**Source records**.

/// Checks shape functions against a ground-truth [`Oracle`].
pub struct Verifier<O: Oracle> {
    oracle: O,
}

impl<O: Oracle> Verifier<O> {
    pub fn new(oracle: O) -> Verifier<O> {
        Verifier { oracle }
    }

    /// Evaluate a shape function and the operator for one invocation and
    /// check that they agree.
    ///
    /// Both sides are always evaluated, even if the first fails.
    pub fn verify_invocation(
        &self,
        func: &ShapeFunction,
        invocation: &Invocation,
    ) -> Result<VerifiedInvocation, VerifyError> {
        let fail = |reason| VerifyError {
            op: func.op().clone(),
            invocation: invocation.to_string(),
            reason,
        };

        let shape_args = invocation
            .to_shape_args()
            .map_err(|err| fail(VerifyFailure::Projection(err)))?;
        let real_args = invocation
            .to_real_args()
            .map_err(|err| fail(VerifyFailure::Projection(err)))?;

        let shape_result = run_side(|| func.call(&shape_args));
        let op_result = run_side(|| self.oracle.call(func.op(), &real_args));

        let disagreement = |err: Disagreement| fail(VerifyFailure::Disagreement(err));
        let outputs = match (shape_result, op_result) {
            (Err(_), Err(_)) if invocation.expect_error() => None,
            (Err(shape_fn_error), Err(op_error)) => {
                return Err(disagreement(
                    ExpectationFailure::UnexpectedDoubleFailure {
                        shape_fn_error,
                        op_error,
                    }
                    .into(),
                ));
            }
            (Err(error), Ok(_)) => {
                return Err(disagreement(
                    ExpectationFailure::AsymmetricFailure {
                        failed: Side::ShapeFunction,
                        error,
                    }
                    .into(),
                ));
            }
            (Ok(_), Err(error)) => {
                return Err(disagreement(
                    ExpectationFailure::AsymmetricFailure {
                        failed: Side::Operator,
                        error,
                    }
                    .into(),
                ));
            }
            (Ok(_), Ok(_)) if invocation.expect_error() => {
                return Err(disagreement(
                    ExpectationFailure::MissedExpectedError.into(),
                ));
            }
            (Ok(shapes), Ok(tensors)) => {
                let shapes = shapes.into_vec();
                compare_outputs(&shapes, &tensors.into_vec())
                    .map_err(|err| disagreement(err.into()))?;
                Some(shapes)
            }
        };

        tracing::debug!(
            op = %func.op(),
            invocation = %invocation,
            "invocation agrees"
        );

        Ok(VerifiedInvocation {
            invocation: invocation.clone(),
            outputs,
        })
    }

    /// Verify all of a shape function's invocations, stopping at the first
    /// that fails.
    pub fn verify_function(
        &self,
        func: &ShapeFunction,
    ) -> Result<Vec<VerifiedInvocation>, VerifyError> {
        let verified = func
            .test_invocations()
            .iter()
            .map(|invocation| self.verify_invocation(func, invocation))
            .collect::<Result<Vec<_>, _>>()?;
        tracing::info!(
            op = %func.op(),
            invocations = verified.len(),
            "verified shape function"
        );
        Ok(verified)
    }
}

**Problem details**. Filter the entries by the string "reason" and copy each matching line.

**Solved problem**.
        let fail = |reason| VerifyError {
            reason,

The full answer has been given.